Return each entry below without any alteration.

_Records provided_:

• • • • • • •

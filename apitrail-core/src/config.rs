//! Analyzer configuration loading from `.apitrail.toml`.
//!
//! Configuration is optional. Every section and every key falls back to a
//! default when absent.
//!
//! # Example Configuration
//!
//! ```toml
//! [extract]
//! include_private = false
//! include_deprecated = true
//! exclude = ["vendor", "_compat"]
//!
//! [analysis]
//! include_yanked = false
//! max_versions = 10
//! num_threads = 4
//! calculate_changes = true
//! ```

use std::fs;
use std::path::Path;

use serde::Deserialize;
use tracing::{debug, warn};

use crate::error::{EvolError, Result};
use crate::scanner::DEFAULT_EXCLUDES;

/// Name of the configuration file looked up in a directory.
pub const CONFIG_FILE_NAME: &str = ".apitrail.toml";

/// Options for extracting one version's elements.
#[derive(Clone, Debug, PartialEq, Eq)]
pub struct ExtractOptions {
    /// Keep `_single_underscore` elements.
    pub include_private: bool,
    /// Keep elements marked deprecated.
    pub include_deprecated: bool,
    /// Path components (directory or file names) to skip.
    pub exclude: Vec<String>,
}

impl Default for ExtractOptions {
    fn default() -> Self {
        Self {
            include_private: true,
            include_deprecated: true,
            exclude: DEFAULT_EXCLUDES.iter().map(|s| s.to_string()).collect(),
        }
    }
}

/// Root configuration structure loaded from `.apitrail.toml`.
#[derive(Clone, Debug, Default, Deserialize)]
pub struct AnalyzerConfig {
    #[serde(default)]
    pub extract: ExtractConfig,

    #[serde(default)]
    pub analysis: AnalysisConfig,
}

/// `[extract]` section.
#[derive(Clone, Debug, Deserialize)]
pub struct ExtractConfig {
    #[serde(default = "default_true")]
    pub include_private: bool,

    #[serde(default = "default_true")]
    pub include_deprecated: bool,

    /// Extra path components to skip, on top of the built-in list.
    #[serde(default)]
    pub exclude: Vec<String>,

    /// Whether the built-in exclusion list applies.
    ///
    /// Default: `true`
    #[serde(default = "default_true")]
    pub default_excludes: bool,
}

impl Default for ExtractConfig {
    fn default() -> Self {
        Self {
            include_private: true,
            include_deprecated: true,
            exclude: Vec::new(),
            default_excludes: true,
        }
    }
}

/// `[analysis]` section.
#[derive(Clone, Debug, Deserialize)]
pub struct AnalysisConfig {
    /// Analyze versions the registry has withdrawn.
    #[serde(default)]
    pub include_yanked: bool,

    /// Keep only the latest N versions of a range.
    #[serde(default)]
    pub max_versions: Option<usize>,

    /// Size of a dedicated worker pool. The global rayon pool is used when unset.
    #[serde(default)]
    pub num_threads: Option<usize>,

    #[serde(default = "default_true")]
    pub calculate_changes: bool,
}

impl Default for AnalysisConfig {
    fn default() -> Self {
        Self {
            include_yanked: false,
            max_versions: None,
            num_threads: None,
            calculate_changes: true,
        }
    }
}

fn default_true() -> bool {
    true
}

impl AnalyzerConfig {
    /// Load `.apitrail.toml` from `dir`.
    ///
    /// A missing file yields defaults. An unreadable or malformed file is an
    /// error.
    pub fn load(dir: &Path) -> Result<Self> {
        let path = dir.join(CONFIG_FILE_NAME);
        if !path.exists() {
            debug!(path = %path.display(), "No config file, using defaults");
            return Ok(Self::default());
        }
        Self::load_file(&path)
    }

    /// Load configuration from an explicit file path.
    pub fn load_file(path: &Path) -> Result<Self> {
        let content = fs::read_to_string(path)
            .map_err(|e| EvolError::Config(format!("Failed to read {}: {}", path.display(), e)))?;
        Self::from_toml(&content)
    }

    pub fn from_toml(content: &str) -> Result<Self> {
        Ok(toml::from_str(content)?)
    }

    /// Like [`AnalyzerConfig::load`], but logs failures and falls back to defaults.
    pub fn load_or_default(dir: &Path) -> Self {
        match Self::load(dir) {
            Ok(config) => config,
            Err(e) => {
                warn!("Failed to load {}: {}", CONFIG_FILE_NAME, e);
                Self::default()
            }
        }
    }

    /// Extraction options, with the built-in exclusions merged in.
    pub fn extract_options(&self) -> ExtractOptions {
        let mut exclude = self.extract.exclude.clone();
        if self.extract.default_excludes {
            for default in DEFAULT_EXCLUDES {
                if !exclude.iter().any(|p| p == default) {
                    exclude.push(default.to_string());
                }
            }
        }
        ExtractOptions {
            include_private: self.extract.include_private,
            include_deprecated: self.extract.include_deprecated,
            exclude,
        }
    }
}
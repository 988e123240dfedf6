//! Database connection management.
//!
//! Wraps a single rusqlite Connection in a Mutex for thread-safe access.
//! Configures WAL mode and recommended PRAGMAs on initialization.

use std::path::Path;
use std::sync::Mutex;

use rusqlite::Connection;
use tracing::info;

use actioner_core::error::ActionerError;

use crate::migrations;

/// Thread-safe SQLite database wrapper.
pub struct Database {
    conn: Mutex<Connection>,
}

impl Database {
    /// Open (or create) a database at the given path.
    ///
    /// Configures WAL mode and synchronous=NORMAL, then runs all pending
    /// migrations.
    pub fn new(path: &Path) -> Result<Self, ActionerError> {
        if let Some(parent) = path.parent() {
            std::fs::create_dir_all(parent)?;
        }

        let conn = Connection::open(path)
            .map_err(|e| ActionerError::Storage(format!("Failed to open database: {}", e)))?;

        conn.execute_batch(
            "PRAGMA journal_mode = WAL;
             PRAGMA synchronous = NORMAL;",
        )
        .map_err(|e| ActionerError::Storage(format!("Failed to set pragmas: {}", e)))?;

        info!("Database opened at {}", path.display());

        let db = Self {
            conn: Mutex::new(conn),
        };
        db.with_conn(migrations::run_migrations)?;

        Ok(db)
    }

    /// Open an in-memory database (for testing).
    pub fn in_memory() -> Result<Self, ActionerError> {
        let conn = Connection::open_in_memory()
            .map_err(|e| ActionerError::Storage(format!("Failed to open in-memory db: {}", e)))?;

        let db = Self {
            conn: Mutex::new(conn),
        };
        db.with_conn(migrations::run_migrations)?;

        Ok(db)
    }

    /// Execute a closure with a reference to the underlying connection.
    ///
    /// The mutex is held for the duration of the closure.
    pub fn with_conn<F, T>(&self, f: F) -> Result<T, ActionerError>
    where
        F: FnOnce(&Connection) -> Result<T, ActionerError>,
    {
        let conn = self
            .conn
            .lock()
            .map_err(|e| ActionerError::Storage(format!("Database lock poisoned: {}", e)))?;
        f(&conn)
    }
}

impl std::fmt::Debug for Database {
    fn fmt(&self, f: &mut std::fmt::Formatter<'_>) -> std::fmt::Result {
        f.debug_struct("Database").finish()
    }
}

• • • • • • •

_Solution to the problem_:
filename apitrail-core/src/config.rs
//! Analyzer configuration loading from `.apitrail.toml`.
//!
//! Configuration is optional. Every section and every key falls back to a
//! default when absent.
//!
//! # Example Configuration
//!
//! ```toml
//! [extract]
//! include_private = false
//! include_deprecated = true
//! exclude = ["vendor", "_compat"]
//!
//! [analysis]
//! include_yanked = false
//! max_versions = 10
//! num_threads = 4
//! calculate_changes = true
//! ```

use std::fs;
use std::path::Path;

use serde::Deserialize;
use tracing::{debug, warn};

use crate::error::{EvolError, Result};
use crate::scanner::DEFAULT_EXCLUDES;

/// Name of the configuration file looked up in a directory.
pub const CONFIG_FILE_NAME: &str = ".apitrail.toml";

/// Options for extracting one version's elements.
#[derive(Clone, Debug, PartialEq, Eq)]
pub struct ExtractOptions {
    /// Keep `_single_underscore` elements.
    pub include_private: bool,
    /// Keep elements marked deprecated.
    pub include_deprecated: bool,
    /// Path components (directory or file names) to skip.
    pub exclude: Vec<String>,
}

impl Default for ExtractOptions {
    fn default() -> Self {
        Self {
            include_private: true,
            include_deprecated: true,
            exclude: DEFAULT_EXCLUDES.iter().map(|s| s.to_string()).collect(),
        }
    }
}

/// Root configuration structure loaded from `.apitrail.toml`.
#[derive(Clone, Debug, Default, Deserialize)]
pub struct AnalyzerConfig {
    #[serde(default)]
    pub extract: ExtractConfig,

    #[serde(default)]
    pub analysis: AnalysisConfig,
}

/// `[extract]` section.
#[derive(Clone, Debug, Deserialize)]
pub struct ExtractConfig {
    #[serde(default = "default_true")]
    pub include_private: bool,

    #[serde(default = "default_true")]
    pub include_deprecated: bool,

    /// Extra path components to skip, on top of the built-in list.
    #[serde(default)]
    pub exclude: Vec<String>,

    /// Whether the built-in exclusion list applies.
    ///
    /// Default: `true`
    #[serde(default = "default_true")]
    pub default_excludes: bool,
}

impl Default for ExtractConfig {
    fn default() -> Self {
        Self {
            include_private: true,
            include_deprecated: true,
            exclude: Vec::new(),
            default_excludes: true,
        }
    }
}

/// `[analysis]` section.
#[derive(Clone, Debug, Deserialize)]
pub struct AnalysisConfig {
    /// Analyze versions the registry has withdrawn.
    #[serde(default)]
    pub include_yanked: bool,

    /// Keep only the latest N versions of a range.
    #[serde(default)]
    pub max_versions: Option<usize>,

    /// Size of a dedicated worker pool. The global rayon pool is used when unset.
    #[serde(default)]
    pub num_threads: Option<usize>,

    #[serde(default = "default_true")]
    pub calculate_changes: bool,
}

impl Default for AnalysisConfig {
    fn default() -> Self {
        Self {
            include_yanked: false,
            max_versions: None,
            num_threads: None,
            calculate_changes: true,
        }
    }
}

fn default_true() -> bool {
    true
}

impl AnalyzerConfig {
    /// Load `.apitrail.toml` from `dir`.
    ///
    /// A missing file yields defaults. An unreadable or malformed file is an
    /// error.
    pub fn load(dir: &Path) -> Result<Self> {
        let path = dir.join(CONFIG_FILE_NAME);
        if !path.exists() {
            debug!(path = %path.display(), "No config file, using defaults");
            return Ok(Self::default());
        }
        Self::load_file(&path)
    }

    /// Load configuration from an explicit file path.
    pub fn load_file(path: &Path) -> Result<Self> {
        let content = fs::read_to_string(path)
            .map_err(|e| EvolError::Config(format!("Failed to read {}: {}", path.display(), e)))?;
        Self::from_toml(&content)
    }

    pub fn from_toml(content: &str) -> Result<Self> {
        Ok(toml::from_str(content)?)
    }

    /// Like [`AnalyzerConfig::load`], but logs failures and falls back to defaults.
    pub fn load_or_default(dir: &Path) -> Self {
        match Self::load(dir) {
            Ok(config) => config,
            Err(e) => {
                warn!("Failed to load {}: {}", CONFIG_FILE_NAME, e);
                Self::default()
            }
        }
    }

    /// Extraction options, with the built-in exclusions merged in.
    pub fn extract_options(&self) -> ExtractOptions {
        let mut exclude = self.extract.exclude.clone();
        if self.extract.default_excludes {
            for default in DEFAULT_EXCLUDES {
                if !exclude.iter().any(|p| p == default) {
                    exclude.push(default.to_string());
                }
            }
        }
        ExtractOptions {
            include_private: self.extract.include_private,
            include_deprecated: self.extract.include_deprecated,
            exclude,
        }
    }
}
repository 988e123240dfedf6
//! Database connection management.
//!
//! Wraps a single rusqlite Connection in a Mutex for thread-safe access.
//! Configures WAL mode and recommended PRAGMAs on initialization.

use std::path::Path;
use std::sync::Mutex;

use rusqlite::Connection;
use tracing::info;

use actioner_core::error::ActionerError;

use crate::migrations;

/// Thread-safe SQLite database wrapper.
pub struct Database {
    conn: Mutex<Connection>,
}

impl Database {
    /// Open (or create) a database at the given path.
    ///
    /// Configures WAL mode and synchronous=NORMAL, then runs all pending
    /// migrations.
    pub fn new(path: &Path) -> Result<Self, ActionerError> {
        if let Some(parent) = path.parent() {
            std::fs::create_dir_all(parent)?;
        }

        let conn = Connection::open(path)
            .map_err(|e| ActionerError::Storage(format!("Failed to open database: {}", e)))?;

        conn.execute_batch(
            "PRAGMA journal_mode = WAL;
             PRAGMA synchronous = NORMAL;",
        )
        .map_err(|e| ActionerError::Storage(format!("Failed to set pragmas: {}", e)))?;

        info!("Database opened at {}", path.display());

        let db = Self {
            conn: Mutex::new(conn),
        };
        db.with_conn(migrations::run_migrations)?;

        Ok(db)
    }

    /// Open an in-memory database (for testing).
    pub fn in_memory() -> Result<Self, ActionerError> {
        let conn = Connection::open_in_memory()
            .map_err(|e| ActionerError::Storage(format!("Failed to open in-memory db: {}", e)))?;

        let db = Self {
            conn: Mutex::new(conn),
        };
        db.with_conn(migrations::run_migrations)?;

        Ok(db)
    }

    /// Execute a closure with a reference to the underlying connection.
    ///
    /// The mutex is held for the duration of the closure.
    pub fn with_conn<F, T>(&self, f: F) -> Result<T, ActionerError>
    where
        F: FnOnce(&Connection) -> Result<T, ActionerError>,
    {
        let conn = self
            .conn
            .lock()
            .map_err(|e| ActionerError::Storage(format!("Database lock poisoned: {}", e)))?;
        f(&conn)
    }
}

impl std::fmt::Debug for Database {
    fn fmt(&self, f: &mut std::fmt::Formatter<'_>) -> std::fmt::Result {
        f.debug_struct("Database").finish()
    }
}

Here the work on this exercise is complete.